On the housing front, tiny houses — an ever-popular phenomenon of recent years — are front and centre to create meaningful change for Canada’s veterans.
In Ontario, the provincial government is working with Homes for Heroes and the City of Kingston for the development of village of tiny houses in Kingston for homeless veterans. The village comes with a price tag of close to $2M.
Set for completion during the next year, the village of tiny houses will sit on a 0.6-hectare parcel of the provincial campus near the intersection of King St. W. and Portsmouth Ave. It will mark the first veterans’ village of its kind in Ontario and is Kingston’s first tiny house development.
The development will house up to 25 veterans in homes constructed from perfricated modular housing. Providing a transitional home for each veteran, the self-contained 300-square-foot units will feature a kitchen, living room, bathroom, and sleeping area. According to Homes for Heroes, all units will be arranged in a park-like setting and face inward to facilitate interaction and peer-to-peer support.

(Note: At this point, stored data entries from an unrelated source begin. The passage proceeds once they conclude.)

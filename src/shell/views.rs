// HTML views for the launcher shell
//
// Plain string templates. Everything that came from outside (app metadata,
// notices, URLs) goes through `escape_html`; app fragments are inserted as-is.

use crate::api::StoreEntry;
use crate::apps::{AppDescriptor, Fragment};
use crate::markdown::escape_html;
use crate::notice::Notice;
use crate::version;
use std::sync::Arc;

const STYLE: &str = "body{font-family:sans-serif;margin:0;background:#f6f7f2}\
header{display:flex;gap:1rem;align-items:center;padding:1rem;background:#5a7d3a;color:#fff}\
header a{color:#fff}main{padding:1rem;max-width:48rem;margin:auto}\
.grid{display:grid;grid-template-columns:repeat(auto-fill,minmax(9rem,1fr));gap:1rem}\
.tile{padding:1rem;border-radius:1rem;text-align:center}.icon{font-size:2.5rem}\
.notices{position:fixed;top:1rem;right:1rem}.notice{padding:.5rem 1rem;margin:.25rem;border-radius:.5rem;color:#fff}\
.notice-info{background:#3b82f6}.notice-success{background:#8b5cf6}\
.notice-warning{background:#f59e0b}.notice-error{background:#ef4444}\
.result-error{background:#fee2e2;padding:1rem;border-left:4px solid #ef4444}";

/// Full page around `body`
pub fn page(title: &str, notices: &[Notice], body: &str) -> String {
    format!(
        "<!DOCTYPE html><html><head><meta charset=\"utf-8\">\
         <meta name=\"viewport\" content=\"width=device-width, initial-scale=1\">\
         <title>{title} · Matcha</title><style>{style}</style></head>\
         <body><header><strong>🍵 Matcha</strong><a href=\"/\">My apps</a>\
         <a href=\"/store\">App store</a><small>{version}</small></header>\
         {notices}<main>{body}</main></body></html>",
        title = escape_html(title),
        style = STYLE,
        version = escape_html(&version::version_string()),
        notices = notice_list(notices),
        body = body,
    )
}

fn notice_list(notices: &[Notice]) -> String {
    if notices.is_empty() {
        return String::new();
    }

    let items: String = notices
        .iter()
        .map(|n| {
            format!(
                "<div class=\"notice {}\">{}</div>",
                n.level.css_class(),
                escape_html(&n.message)
            )
        })
        .collect();
    format!("<div class=\"notices\">{}</div>", items)
}

fn tile(app: &AppDescriptor, controls: &str) -> String {
    format!(
        "<div class=\"tile {color}\" data-app=\"{id}\"><div class=\"icon\">{icon}</div>\
         <div class=\"name\">{name}</div>{controls}</div>",
        color = escape_html(&app.color),
        id = escape_html(&app.id),
        icon = escape_html(&app.icon),
        name = escape_html(&app.name),
        controls = controls,
    )
}

fn post_button(path: &str, label: &str) -> String {
    format!(
        "<form method=\"post\" action=\"{}\"><button type=\"submit\">{}</button></form>",
        escape_html(path),
        escape_html(label)
    )
}

/// Home screen: installed apps only
pub fn my_apps(installed: &[Arc<AppDescriptor>]) -> String {
    if installed.is_empty() {
        return "<h1>My apps</h1><p class=\"empty\">No apps installed yet. \
                Visit the <a href=\"/store\">app store</a> to add some!</p>"
            .to_string();
    }

    let tiles: String = installed
        .iter()
        .map(|app| {
            let controls = format!(
                "<a class=\"open\" href=\"/apps/{id}\">Open</a>{uninstall}",
                id = escape_html(&app.id),
                uninstall = post_button(&format!("/apps/{}/uninstall", app.id), "Uninstall"),
            );
            tile(app, &controls)
        })
        .collect();

    format!(
        "<h1>My apps</h1><div class=\"grid\">{}</div>{}",
        tiles,
        post_button("/apps/clear", "Uninstall everything")
    )
}

/// Store screen: every registered app with install controls
pub fn store(listing: &[StoreEntry]) -> String {
    let tiles: String = listing
        .iter()
        .map(|entry| {
            let app = &entry.app;
            let controls = if entry.installed {
                format!(
                    "<p class=\"description\">{}</p><span class=\"installed\">Installed</span>{}",
                    escape_html(&app.description),
                    post_button(&format!("/apps/{}/uninstall", app.id), "Uninstall")
                )
            } else {
                format!(
                    "<p class=\"description\">{}</p>{}",
                    escape_html(&app.description),
                    post_button(&format!("/apps/{}/install", app.id), "Install")
                )
            };
            tile(app, &controls)
        })
        .collect();

    format!("<h1>App store</h1><div class=\"grid\">{}</div>", tiles)
}

/// A launched app: back link plus the mounted fragment
pub fn app_frame(app: &AppDescriptor, fragment: &Fragment, open_url: Option<&str>) -> String {
    let open = open_url
        .map(|url| {
            format!(
                "<p class=\"open-url\"><a href=\"{url}\" target=\"_blank\" rel=\"noopener\">Open in a new tab ↗</a></p>",
                url = escape_html(url)
            )
        })
        .unwrap_or_default();

    format!(
        "<nav><a href=\"/\">← My apps</a></nav><div id=\"app-container\" data-app=\"{id}\">{fragment}</div>{open}",
        id = escape_html(&app.id),
        fragment = fragment,
        open = open,
    )
}

/// Body for error pages
pub fn error_body(message: &str) -> String {
    format!(
        "<h1>Something went wrong</h1><p>{}</p><p><a href=\"/\">Back to my apps</a></p>",
        escape_html(message)
    )
}

#[cfg(test)]
mod tests {
    use super::*;
    use crate::notice::Notice;

    fn app(id: &str) -> Arc<AppDescriptor> {
        Arc::new(
            AppDescriptor::new(id, "<Notes>", || Fragment::new("<p>view</p>"))
                .with_icon("📝")
                .with_description("Take notes"),
        )
    }

    #[test]
    fn test_page_escapes_notices() {
        let html = page("Home", &[Notice::error("<script>")], "<p>body</p>");
        assert!(html.contains("notice notice-error"));
        assert!(html.contains("&lt;script&gt;"));
        assert!(html.contains("<main><p>body</p></main>"));
    }

    #[test]
    fn test_my_apps_empty_and_filled() {
        assert!(my_apps(&[]).contains("No apps installed yet"));

        let html = my_apps(&[app("notepad")]);
        assert!(html.contains("href=\"/apps/notepad\""));
        assert!(html.contains("action=\"/apps/notepad/uninstall\""));
        assert!(html.contains("&lt;Notes&gt;"));
    }

    #[test]
    fn test_store_shows_install_state() {
        let listing = vec![
            StoreEntry {
                app: app("a"),
                installed: true,
            },
            StoreEntry {
                app: app("b"),
                installed: false,
            },
        ];
        let html = store(&listing);

        assert!(html.contains("action=\"/apps/a/uninstall\""));
        assert!(html.contains("action=\"/apps/b/install\""));
    }

    #[test]
    fn test_app_frame_mounts_fragment() {
        let app = app("notepad");
        let html = app_frame(&app, &app.render(), Some("https://example.com/?q=a&b"));

        assert!(html.contains("<div id=\"app-container\" data-app=\"notepad\"><p>view</p></div>"));
        assert!(html.contains("href=\"https://example.com/?q=a&amp;b\""));
    }
}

Furthermore, each village will incorporate a central resource centre, counselling office, community garden, and other amenities.
“Together with Veterans Affairs Canada, our team of service providers implement specialized social, physical, emotional and employment support to integrate veterans-in-need back into their communities,” reads the Homes for Heroes website. While the foundation acknowledges that it may take many months or even years, the idea is that residency in the village will be temporary, with the goal of having each veteran leave and re-enter mainstream society employed, stable and self-sufficient.
While the Kingston tiny homes project is to be the first in Ontario for the Homes for Heroes Foundation, two other villages are currently underway in Edmonton and Calgary.
Homes for Heroes’ Upcoming Kingston community
Minister of municipal affairs and housing minister Steve Clark recently turned to the much-used ministerial zoning order to fast-track planning of the important development. Of course, Kingston’s affordable housing shortage — and resulting homeless crisis — is not unique. Homelessness has only gotten worse in cities across the country since the onset of the pandemic.
Hopefully, the small spaces will have a big impact and we will see more Homes for Heroes villages materialize throughout Canada, especially in hard-hit communities (Toronto, we’re looking at you).